Trendyol Tech is one of eight nominees for the Superuser Awards. Review the nomination criteria below, check out the other nominees and rate them before the deadline September 28 at 11:59 p.m. Pacific Daylight Time.
Rate them here!
Who is the nominee?
How has open infrastructure transformed the organization’s business?
Trendyol Tech is growing exponentially and scale growth is driven directly by the Trendyol Tech Team. We value culture before anything else and welcome all people who say “We” before “I,” improves continuously, takes ownership of matters, and have a “Let’s Do It” mindset. To cope with the scale growth, we continuously improve ourselves and excel in our Technical skill set.
The aim for us to make the engineering happen inside the company by developing systems and building new projects to grow together. We have a cloud structure which is following the growth of the company day-to-day. The plans for the future, to focus on faster time-to-market.

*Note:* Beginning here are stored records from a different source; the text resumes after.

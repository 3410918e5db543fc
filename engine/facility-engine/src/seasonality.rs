//! Weekly-to-monthly scaling
//!
//! Court, corporate and tournament figures scale by calendar weeks in the month.
//! League revenue scales by active league weeks, which must add up to the
//! configured annual total.

use chrono::{Datelike, Months, NaiveDate};
use serde::Serialize;

use crate::config::FacilityConfig;
use crate::error::{ConfigValidationError, EngineError, Result};

/// Allowed gap between scheduled and configured league weeks per year
pub const LEAGUE_WEEKS_TOLERANCE: f64 = 0.5;

/// Calendar facts for one projected month
#[derive(Debug, Clone, Serialize, PartialEq)]
pub struct MonthSlot {
    /// 0-based projection month
    pub index: u32,

    /// "YYYY-MM"
    pub label: String,

    /// 0-based calendar month (0 = January)
    pub calendar_month: usize,

    pub weeks: f64,
    pub league_weeks: f64,

    /// Days in the calendar month
    pub days: u32,
}

impl MonthSlot {
    /// 0-based projection year
    pub fn year_index(&self) -> u32 {
        self.index / 12
    }
}

/// Check that league weeks fit each month and reconcile with the annual target
pub fn reconcile(config: &FacilityConfig) -> Result<()> {
    let seasonality = &config.seasonality;
    for (month, (league, weeks)) in seasonality
        .league_weeks_per_month
        .iter()
        .zip(seasonality.weeks_per_month.iter())
        .enumerate()
    {
        if *league > *weeks + 1e-9 {
            return Err(EngineError::ScalingReconciliation {
                detail: format!("calendar month {} schedules more league weeks than it has", month + 1),
                expected: *weeks,
                actual: *league,
            });
        }
    }

    let scheduled: f64 = seasonality.league_weeks_per_month.iter().sum();
    let expected = config.league.active_weeks_per_year;
    if (scheduled - expected).abs() > LEAGUE_WEEKS_TOLERANCE {
        return Err(EngineError::ScalingReconciliation {
            detail: "league weeks per year".to_string(),
            expected,
            actual: scheduled,
        });
    }
    Ok(())
}

fn days_in_month(date: NaiveDate) -> u32 {
    let first = date.with_day(1).unwrap_or(date);
    match first.checked_add_months(Months::new(1)) {
        Some(next) => (next - first).num_days() as u32,
        None => 31,
    }
}

/// Calendar slots for every projected month
pub fn month_slots(config: &FacilityConfig) -> Result<Vec<MonthSlot>> {
    let start = config.membership.start_date;
    (0..config.membership.months)
        .map(|index| -> Result<MonthSlot> {
            let date = start.checked_add_months(Months::new(index)).ok_or_else(|| {
                ConfigValidationError::invalid("membership.start_date", "projection runs past the supported calendar")
            })?;
            let calendar_month = date.month0() as usize;
            Ok(MonthSlot {
                index,
                label: date.format("%Y-%m").to_string(),
                calendar_month,
                weeks: config.seasonality.weeks_per_month[calendar_month],
                league_weeks: config.seasonality.league_weeks_per_month[calendar_month],
                days: days_in_month(date),
            })
        })
        .collect()
}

How has the organization participated in or contributed to an open source project?
As a team, we are attending Openstack Foundation events to stay updated on the current topics, being sponsors for events such as OpenInfra Days Turkey, and one of our colleagues was a speaker during the event.

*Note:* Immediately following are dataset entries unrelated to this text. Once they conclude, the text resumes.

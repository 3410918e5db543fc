//! Loan amortization, depreciation and tax helpers

use rust_decimal::{Decimal, MathematicalOps};
use rust_decimal_macros::dec;
use serde::Serialize;

use crate::config::{CapexItem, MembershipConfig, TierDefinition};
use crate::money::{cents, decimal, money, Money};

/// Level monthly payment for an annuity loan, in cents
///
/// `PMT = P × r / (1 − (1+r)^−n)` with `r = apr / 12`. Once `(1+r)^n` leaves
/// the decimal range the discount term is zero and the payment is interest
/// only. A zero rate repays the principal in equal parts.
pub fn annuity_payment(principal: Money, apr: f64, term_months: u32) -> Money {
    if principal <= Decimal::ZERO || term_months == 0 {
        return Decimal::ZERO;
    }
    let n = Decimal::from(term_months);
    let r = decimal(apr) / dec!(12);
    if r <= Decimal::ZERO {
        return cents(principal / n);
    }
    let discount = (Decimal::ONE + r).checked_powu(u64::from(term_months)).map_or(Decimal::ZERO, |g| Decimal::ONE / g);
    let denominator = Decimal::ONE - discount;
    if denominator <= Decimal::ZERO {
        return cents(principal / n);
    }
    cents(principal * r / denominator)
}

/// One month of loan activity
#[derive(Debug, Clone, Copy, Default, Serialize, PartialEq)]
pub struct LoanPayment {
    pub interest: Money,
    pub principal: Money,
    pub balance: Money,
}

impl LoanPayment {
    pub fn debt_service(&self) -> Money {
        self.interest + self.principal
    }
}

/// Monthly amortization schedule for `months` months
///
/// Months after payoff have zero debt service. The final term month retires
/// whatever balance rounding left behind.
pub fn amortize(principal: Money, apr: f64, term_months: u32, months: u32) -> Vec<LoanPayment> {
    let payment = annuity_payment(principal, apr, term_months);
    let rate = decimal(apr) / dec!(12);
    let mut balance = principal.max(Decimal::ZERO);
    (0..months)
        .map(|month| {
            if balance <= Decimal::ZERO || month >= term_months {
                return LoanPayment { interest: Decimal::ZERO, principal: Decimal::ZERO, balance };
            }
            let interest = cents(balance * rate);
            let principal = if month + 1 == term_months {
                balance
            } else {
                (payment - interest).max(Decimal::ZERO).min(balance)
            };
            balance -= principal;
            LoanPayment { interest, principal, balance }
        })
        .collect()
}

/// Depreciation of one item in month `m`; the last month takes the rounding remainder
fn item_depreciation(item: &CapexItem, month: u32) -> Money {
    let life = item.useful_life_months;
    if life == 0 || month >= life {
        return Decimal::ZERO;
    }
    let amount = money(item.amount);
    let per_month = cents(amount / Decimal::from(life));
    if month + 1 == life {
        amount - per_month * Decimal::from(life - 1)
    } else {
        per_month
    }
}

/// Straight-line depreciation across capex items for month `m`
///
/// An item depreciates for exactly its useful life, so book value never goes
/// negative.
pub fn depreciation(items: &[CapexItem], month: u32) -> Money {
    items.iter().map(|item| item_depreciation(item, month)).sum()
}

/// Income tax with a net-operating-loss carryforward
#[derive(Debug, Clone, Copy, Default, Serialize, PartialEq)]
pub struct TaxLedger {
    pub rate: Decimal,
    pub nol: Money,
}

impl TaxLedger {
    pub fn new(rate: f64, opening_nol: f64) -> Self {
        Self { rate: decimal(rate), nol: money(opening_nol).max(Decimal::ZERO) }
    }

    /// Tax due on this month's pre-tax income; losses grow the carryforward
    pub fn apply(&mut self, pre_tax_income: Money) -> Money {
        if pre_tax_income <= Decimal::ZERO {
            self.nol -= pre_tax_income;
            return Decimal::ZERO;
        }
        let offset = self.nol.min(pre_tax_income);
        self.nol -= offset;
        cents(self.rate * (pre_tax_income - offset))
    }
}

/// Members in month `m` on the logistic ramp, clamped at the cap
pub fn member_count(membership: &MembershipConfig, month: u32) -> u32 {
    let ramp = membership.target_members as f64
        / (1.0 + (-membership.growth_rate * (month as f64 - membership.midpoint_month)).exp());
    let members = ramp.max(membership.start_members as f64).min(membership.member_cap as f64);
    members.round() as u32
}

/// Split members across tiers by mix; rounding remainder goes to the last tier
pub fn members_by_tier(members: u32, tiers: &[TierDefinition]) -> Vec<(String, u32)> {
    let mut remaining = members;
    let mut split = Vec::with_capacity(tiers.len());
    for (i, tier) in tiers.iter().enumerate() {
        let count = if i + 1 == tiers.len() {
            remaining
        } else {
            ((members as f64 * tier.mix).round() as u32).min(remaining)
        };
        remaining -= count;
        split.push((tier.name.clone(), count));
    }
    split
}

/// Monthly dues across tiers
pub fn membership_revenue(members: u32, tiers: &[TierDefinition]) -> Money {
    members_by_tier(members, tiers)
        .iter()
        .zip(tiers)
        .map(|((_, count), tier)| Decimal::from(*count) * money(tier.monthly_fee))
        .sum()
}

Also, we are organizing meetups to share our knowledge and implementations among Tech enthusiasts who would like to learn more about our technologies.
We also contribute to upstream projects and one of our colleagues is a core reviewer of the Kolla project.
Check out some of Trendyol Tech’s contributions here:
What open source technologies does the organization use in its open infrastructure environment?
MAAS, OpenStack, CEPH, Kubernetes, PostgreSQL, Cassandra, Ansible, Terraform, Saltstack, Consul, Kafka, Rabbitmq, Haproxy, Tengine, istio, Grafana, Elasticsearch, Prometheus, Golang, Java, Python.
What is the scale of your open infrastructure environment?
We have two regions up and running and the third region will be deployed soon. We use shared Keystone on a large-scale. The total core count will be ~50,000 by the end of this year.
Here is a brief detail about our services:
- Kubernetes: 1,040 VM & 100 Clusters in the first region, 2,000 VM & 100 Clusters both in the second and third regions
- Couchbase: 750 VM & 100 Clusters in each region
- ElasticSearch: 536 VM & 64 Clusters in the first region, 1000 VM & 120 Clusters both in the second and third regions
- HA Proxy: 334 VM & 150 Clusters only in the first region
- PostgreSQL: 300 VM & 60 Clusters in each region
- Cassandra: 10 VM & 2 Clusters in the first region, 100 VM & 20 Clusters both in the 2nd and 3rd regions
- Kafka: 103 VM & 12 Clusters in the first region, 20 VM & one Cluster both 2nd and 3rd
What kind of operational challenges have you overcome during your experience with open infrastructure?
The main challenge is often the Linux distribution itself. We use Ubuntu and try to work with the upstream. Another challenge is the architecture for a large scale cloud. And also some vendors do not meet our automation criteria. We’re going to contribute to large-scale-sig to share our experiences.
Rolling upgrades are not a big issue. All our processes go to heavy testing before production.
How is this team innovating with open infrastructure?
- The biggest change is transforming the virtualization technology to KVM.
- We also succeeded in the transformation from a legacy CDN architecture to an object storage powered CDN. With the power of Ceph, the teams can develop cloud native applications.
- Our DNS environment runs on Designate anymore.
- Another ongoing process is testing the OpenStack Barbican project for production use.